In copending and coassigned application Ser. No. 475,778, filed Mar. 16, 1983, which issued as U.S. Pat. No. 4,523,378 a method and apparatus is described and claimed for assembling contact elements in such sockets which includes directing the socket bodies sequentially onto a track along a first path while a continuous carrier strip having spaced contacts depending therefrom is payed from a reel and directed along a second path which tangentially meets the first path with the contact elements sequentially being received in the contact receiving apertures. The contacts are seated, staked and severed from the carrier strip in a continuous manner.

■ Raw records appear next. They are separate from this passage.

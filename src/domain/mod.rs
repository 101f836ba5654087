//! Checkout domain: pure types and rules, no I/O.
pub mod value_objects;
pub mod regions;
pub mod pricing;
pub mod aggregates;
pub mod checkout_gate;
pub mod events;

As stated in the referenced application, sockets can be assembled in accordance with the method and apparatus contained therein at a high rate easily exceeding 1200 inches per minute. However conventional contact strip reels which last for ten minutes or more with slower assembly machines before needing replacement have now become the limiting factor in the assembly since they are depleted so rapidly thereby requiring constant attention and constant reel changing and even shutting down of the apparatus to permit the reel changing. That is, a conventional contact strip reel has a strip of contacts rolled up on itself with an interliner separating contiguous layers from one another that is limited in diameter to a size which can be reasonably handled by an operator. A full reel contains in the order of twenty-eight thousand contacts since the contacts are rather bulky having previously been stamped into their selected configuration. Thus at the rate of 1200 inches per minute it will be seen that a full reel will be emptied in little over two minutes.